### Problem description
Whenever the word "autograd" appears in a line of the listing, copy that line.

### Data section
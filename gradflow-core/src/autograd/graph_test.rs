// gradflow-core/src/autograd/graph_test.rs

use super::*;
use approx::assert_relative_eq;
use std::sync::Arc;

fn position(order: &[Tensor], node: &Tensor) -> usize {
    order
        .iter()
        .position(|t| t.same_node(node))
        .expect("node missing from order")
}

#[test]
fn test_topological_sort_parents_first() {
    let x = Tensor::scalar(2.0, true);
    let a = x.mul(&x).unwrap();
    let b = x.add(&a).unwrap();
    let c = a.mul(&b).unwrap();

    let order = topological_sort(&c);
    assert_eq!(order.len(), 4);
    assert!(position(&order, &x) < position(&order, &a));
    assert!(position(&order, &a) < position(&order, &b));
    assert!(position(&order, &b) < position(&order, &c));
    assert!(order.last().unwrap().same_node(&c));
}

#[test]
fn test_topological_sort_skips_constants() {
    let x = Tensor::scalar(2.0, true);
    let k = Tensor::scalar(3.0, false);
    let y = x.mul(&k).unwrap();
    let order = topological_sort(&y);
    assert_eq!(order.len(), 2);
    assert!(order.iter().all(|t| !t.same_node(&k)));
}

#[test]
fn test_reachable_nodes_includes_constants_once() {
    let x = Tensor::scalar(2.0, true);
    let k = Tensor::scalar(3.0, false);
    let y = x.mul(&k).unwrap().add(&x).unwrap();
    let nodes = reachable_nodes(&y);
    assert_eq!(nodes.len(), 4);
    assert!(nodes[0].same_node(&y));
}

#[test]
fn test_diamond_sums_contributions() {
    // y = x * x + x  =>  dy/dx = 2x + 1
    let x = Tensor::scalar(3.0, true);
    let y = x.mul(&x).unwrap().add(&x).unwrap();
    y.backward().unwrap();
    assert_relative_eq!(x.grad_value().item().unwrap(), 7.0);
}

#[test]
fn test_intermediate_nodes_receive_grad() {
    let x = Tensor::scalar(3.0, true);
    let a = x.mul(&x).unwrap();
    let y = a.mul(&Tensor::scalar(2.0, false)).unwrap();
    y.backward().unwrap();
    assert_relative_eq!(y.grad_value().item().unwrap(), 1.0);
    assert_relative_eq!(a.grad_value().item().unwrap(), 2.0);
    assert_relative_eq!(x.grad_value().item().unwrap(), 12.0);
}

#[test]
fn test_backward_accumulates_across_calls() {
    let x = Tensor::scalar(3.0, true);
    let y = x.mul(&x).unwrap();
    y.backward().unwrap();
    y.backward().unwrap();
    assert_relative_eq!(x.grad_value().item().unwrap(), 12.0);
}

#[test]
fn test_earlier_grad_handle_keeps_value() {
    let x = Tensor::scalar(3.0, true);
    let y = x.mul(&x).unwrap();
    y.backward().unwrap();
    let first = x.grad().unwrap();
    y.backward().unwrap();
    assert_relative_eq!(first.item().unwrap(), 6.0);
    assert_relative_eq!(x.grad_value().item().unwrap(), 12.0);
}

#[test]
fn test_backward_without_requires_grad_is_noop() {
    let x = Tensor::scalar(3.0, false);
    let y = x.mul(&x).unwrap();
    assert_eq!(y.backward(), Ok(()));
    assert!(x.grad().is_none());
    assert!(y.grad().is_none());
}

#[test]
fn test_non_scalar_root_needs_seed() {
    let x = Tensor::new(vec![1.0, 2.0], vec![2]).unwrap();
    x.requires_grad_(true);
    let y = x.mul(&x).unwrap();
    assert_eq!(
        y.backward(),
        Err(GradFlowError::BackwardNonScalar { shape: vec![2] })
    );

    let bad_seed = Tensor::new(vec![1.0, 1.0, 1.0], vec![3]).unwrap();
    let err = y
        .backward_with(BackwardOptions::default().with_seed(bad_seed))
        .unwrap_err();
    assert!(matches!(err, GradFlowError::ShapeMismatch { .. }));

    let seed = Tensor::new(vec![1.0, 0.5], vec![2]).unwrap();
    y.backward_with(BackwardOptions::default().with_seed(seed))
        .unwrap();
    assert_eq!(x.grad_value().data(), &[2.0, 2.0]);
}

#[test]
fn test_single_element_array_root_uses_default_seed() {
    let x = Tensor::new(vec![4.0], vec![1, 1]).unwrap();
    x.requires_grad_(true);
    let y = x.mul(&x).unwrap();
    y.backward().unwrap();
    assert_eq!(x.grad_value().shape(), &[1, 1]);
    assert_relative_eq!(x.grad_value().item().unwrap(), 8.0);
}

#[test]
fn test_released_graph_is_stale() {
    let x = Tensor::scalar(3.0, true);
    let y = x.mul(&x).unwrap();
    y.backward_with(BackwardOptions::default().retain_graph(false))
        .unwrap();
    assert_relative_eq!(x.grad_value().item().unwrap(), 6.0);

    let err = y.backward().unwrap_err();
    assert_eq!(
        err,
        GradFlowError::StaleGraph {
            operation: "mul".to_string()
        }
    );
    // Parent links survive release.
    assert_eq!(y.parents().len(), 2);
    assert_eq!(y.op_name(), "mul");
}

#[test]
fn test_make_graph_grad_is_differentiable() {
    let x = Tensor::scalar(3.0, true);
    let y = x.mul(&x).unwrap().mul(&x).unwrap();
    y.backward_with(BackwardOptions::default().make_graph(true))
        .unwrap();
    let dy_dx = x.grad().unwrap();
    assert!(dy_dx.requires_grad());
    assert_relative_eq!(dy_dx.item().unwrap(), 27.0);

    y.zero_grad();
    dy_dx.backward().unwrap();
    // d2(x^3)/dx2 = 6x
    assert_relative_eq!(x.grad_value().item().unwrap(), 18.0);
}

#[test]
fn test_plain_grad_is_constant() {
    let x = Tensor::scalar(3.0, true);
    let y = x.mul(&x).unwrap();
    y.backward().unwrap();
    let g = x.grad().unwrap();
    assert!(!g.requires_grad());
    assert!(g.is_leaf());
}

#[test]
fn test_zero_grad_clears_reachable() {
    let x = Tensor::scalar(3.0, true);
    let a = x.mul(&x).unwrap();
    let y = a.add(&x).unwrap();
    y.backward().unwrap();
    y.zero_grad();
    assert!(x.grad().is_none());
    assert!(a.grad().is_none());
    assert!(y.grad().is_none());
    assert_eq!(x.grad_value().item(), Ok(0.0));
}

#[test]
fn test_make_graph_cycle_freed_by_zero_grad() {
    let build = || {
        let x = Tensor::scalar(17.0, true);
        let y = Tensor::scalar(13.0, true);
        let d = x.sub(&y).unwrap();
        let z = d.mul(&d).unwrap();
        z.backward_with(BackwardOptions::default().make_graph(true))
            .unwrap();
        let weak_d = Arc::downgrade(&d.data);
        (z, weak_d)
    };

    // Gradient slots keep the graph alive without zero_grad.
    let (z, weak_d) = build();
    drop(z);
    assert!(weak_d.upgrade().is_some());

    let (z, weak_d) = build();
    z.zero_grad();
    drop(z);
    assert!(weak_d.upgrade().is_none());
}

#[test]
fn test_plain_pass_leaves_no_cycle() {
    let x = Tensor::scalar(3.0, true);
    let d = x.mul(&x).unwrap();
    let z = d.mul(&d).unwrap();
    z.backward().unwrap();
    let weak_d = Arc::downgrade(&d.data);
    drop((d, z));
    assert!(weak_d.upgrade().is_none());
    assert_relative_eq!(x.grad_value().item().unwrap(), 108.0);
}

### Output below
filename gradflow-core/src/autograd/graph_test.rs
// gradflow-core/src/autograd/graph_test.rs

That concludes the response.